Il vérifiait que tout le monde était bien.
Il s’assurait que personne ne manque de rien.
Il veillait à ce que les interactions soient fluides, les conversations belles,
les émotions équilibrées.
Il faisait « trop ».
Beaucoup trop.
Et plus il faisait,
moins il voyait les autres.
Car il ne s’arrêtait jamais assez longtemps pour regarder quelqu’un dans les yeux.
Il faisait tellement, pour tellement de monde,
qu’il n’avait le temps d’être en lien avec personne.
Il voulait que tout soit parfait, pour que personne ne perçoive le vide qu’il portait à l’intérieur.
Car en vérité…
ces fêtes étaient des fêtes du vide.
Ce n’était pas le plaisir qui animait le prince,
mais la peur de ressentir ce qui manquait.
La peur de se retrouver seul, sans reconnaissance, sans amour clair, sans regard qui dit :
— « Je te vois. Tel que tu es. Pas pour ce que tu fais. »
Et lorsque la dernière coupe était reposée sur la table,
et que les invités repartaient, repus et heureux,
Le silence tombait.
Alors le prince, seul dans sa grande salle vide, restait debout un long moment.
Il regardait les coupes abandonnées, les nappes froissées, les chandelles qui s’éteignaient.
Son reflet dans un verre vide le regardait tristement.
— « Si je rends tout le monde heureux… peut-être que moi aussi, je finirai par l’être. »
Mais ce n’était pas vrai.
Il était entouré, mais jamais relié.
Il donnait tout… mais personne ne le touchait vraiment.

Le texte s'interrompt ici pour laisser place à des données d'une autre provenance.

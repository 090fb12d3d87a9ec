// Copyright 2025 eraflo
//
// Licensed under the Apache License, Version 2.0 (the "License");
// you may not use this file except in compliance with the License.
// You may obtain a copy of the License at
//
//     http://www.apache.org/licenses/LICENSE-2.0
//
// Unless required by applicable law or agreed to in writing, software
// distributed under the License is distributed on an "AS IS" BASIS,
// WITHOUT WARRANTIES OR CONDITIONS OF ANY KIND, either express or implied.
// See the License for the specific language governing permissions and
// limitations under the License.

use plinth_core::renderer::ToneMapping;
use std::f32::consts::{FRAC_PI_2, PI};

/// Bounds and granularity of one adjustable value.
#[derive(Debug, Clone, Copy, PartialEq)]
pub struct ParamRange {
    /// Smallest accepted value.
    pub min: f32,
    /// Largest accepted value.
    pub max: f32,
    /// Slider increment.
    pub step: f32,
}

impl ParamRange {
    /// Creates a range.
    pub const fn new(min: f32, max: f32, step: f32) -> Self {
        Self { min, max, step }
    }

    /// Clamps `value` into the range. NaN maps to `min`.
    pub fn clamp(&self, value: f32) -> f32 {
        if value.is_nan() {
            self.min
        } else {
            value.clamp(self.min, self.max)
        }
    }
}

/// Every value the debug panel exposes.
#[derive(Debug, Clone, Copy, PartialEq)]
pub struct DebugParameters {
    /// Global environment reflection strength.
    pub env_map_intensity: f32,
    /// Model rotation about +Y.
    pub model_yaw: f32,
    /// Directional light intensity.
    pub light_intensity: f32,
    /// Light position, x component.
    pub light_x: f32,
    /// Light position, y component.
    pub light_y: f32,
    /// Light position, z component.
    pub light_z: f32,
    /// Active tone-mapping operator.
    pub tone_mapping: ToneMapping,
    /// Whether the panel is shown.
    pub visible: bool,
}

impl DebugParameters {
    /// Range of [`Self::env_map_intensity`].
    pub const ENV_MAP_INTENSITY: ParamRange = ParamRange::new(0.0, 10.0, 0.001);
    /// Range of [`Self::model_yaw`].
    pub const MODEL_YAW: ParamRange = ParamRange::new(-PI, PI, 0.001);
    /// Range of [`Self::light_intensity`].
    pub const LIGHT_INTENSITY: ParamRange = ParamRange::new(0.0, 10.0, 0.001);
    /// Range of each light position component.
    pub const LIGHT_POSITION: ParamRange = ParamRange::new(-50.0, 50.0, 0.001);

    /// Flips panel visibility and returns the new state.
    pub fn toggle_visible(&mut self) -> bool {
        self.visible = !self.visible;
        self.visible
    }
}

impl Default for DebugParameters {
    fn default() -> Self {
        Self {
            env_map_intensity: 1.0,
            model_yaw: FRAC_PI_2,
            light_intensity: 3.0,
            light_x: 26.74,
            light_y: -24.204,
            light_z: -50.0,
            tone_mapping: ToneMapping::AcesFilmic,
            visible: false,
        }
    }
}

/// One change made through the debug panel.
#[derive(Debug, Clone, Copy, PartialEq)]
pub enum DebugEdit {
    /// New environment intensity.
    EnvMapIntensity(f32),
    /// New model yaw.
    ModelYaw(f32),
    /// New light intensity.
    LightIntensity(f32),
    /// New light x position.
    LightX(f32),
    /// New light y position.
    LightY(f32),
    /// New light z position.
    LightZ(f32),
    /// New tone-mapping operator.
    ToneMapping(ToneMapping),
}

impl DebugEdit {
    /// Returns the edit with its value clamped to the parameter's range.
    pub fn clamped(self) -> Self {
        match self {
            DebugEdit::EnvMapIntensity(v) => {
                DebugEdit::EnvMapIntensity(DebugParameters::ENV_MAP_INTENSITY.clamp(v))
            }
            DebugEdit::ModelYaw(v) => DebugEdit::ModelYaw(DebugParameters::MODEL_YAW.clamp(v)),
            DebugEdit::LightIntensity(v) => {
                DebugEdit::LightIntensity(DebugParameters::LIGHT_INTENSITY.clamp(v))
            }
            DebugEdit::LightX(v) => DebugEdit::LightX(DebugParameters::LIGHT_POSITION.clamp(v)),
            DebugEdit::LightY(v) => DebugEdit::LightY(DebugParameters::LIGHT_POSITION.clamp(v)),
            DebugEdit::LightZ(v) => DebugEdit::LightZ(DebugParameters::LIGHT_POSITION.clamp(v)),
            DebugEdit::ToneMapping(t) => DebugEdit::ToneMapping(t),
        }
    }

    /// Writes the edit's value into `params`.
    pub fn write_to(self, params: &mut DebugParameters) {
        match self {
            DebugEdit::EnvMapIntensity(v) => params.env_map_intensity = v,
            DebugEdit::ModelYaw(v) => params.model_yaw = v,
            DebugEdit::LightIntensity(v) => params.light_intensity = v,
            DebugEdit::LightX(v) => params.light_x = v,
            DebugEdit::LightY(v) => params.light_y = v,
            DebugEdit::LightZ(v) => params.light_z = v,
            DebugEdit::ToneMapping(t) => params.tone_mapping = t,
        }
    }
}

Il s’oubliait à force de vouloir exister dans les yeux des autres.
Les fêtes devinrent sa manière d’offrir de la lumière,
tout en demeurant dans l’ombre.
Et plus les fêtes brillaient,
plus le prince, lui, se vidait.
Et dans ce silence…
il ne sentait rien.
Ou plutôt :
il sentait le rien.
Alors, pour remplir ce rien,
Dès le lendemain, il décidait aussitôt :
— « Je vais organiser une nouvelle fête.
Plus belle.
Plus grande.
Plus étonnante.
Alors, peut-être, je me sentirai vivant. »
La spirale
Mais aucune fête ne guérissait la plaie.
Aucune ne comblait ce qu’il cherchait.
Aucune ne lui apportait ce regard qui lui avait tant manqué lors du dessert avec son père.
Alors il recommençait.
Encore.
Et encore.
Et encore.
Chaque fête attirait plus de monde.
Plus de rires.
Plus de musique.
Plus d’éclats.
Et plus il donnait,
plus il se vidait.
Personne ne le voyait vraiment.
Ils voyaient l’hôte,
le prince généreux,
l’organisateur extraordinaire.
Mais pas l’homme qui courait pour ne pas tomber.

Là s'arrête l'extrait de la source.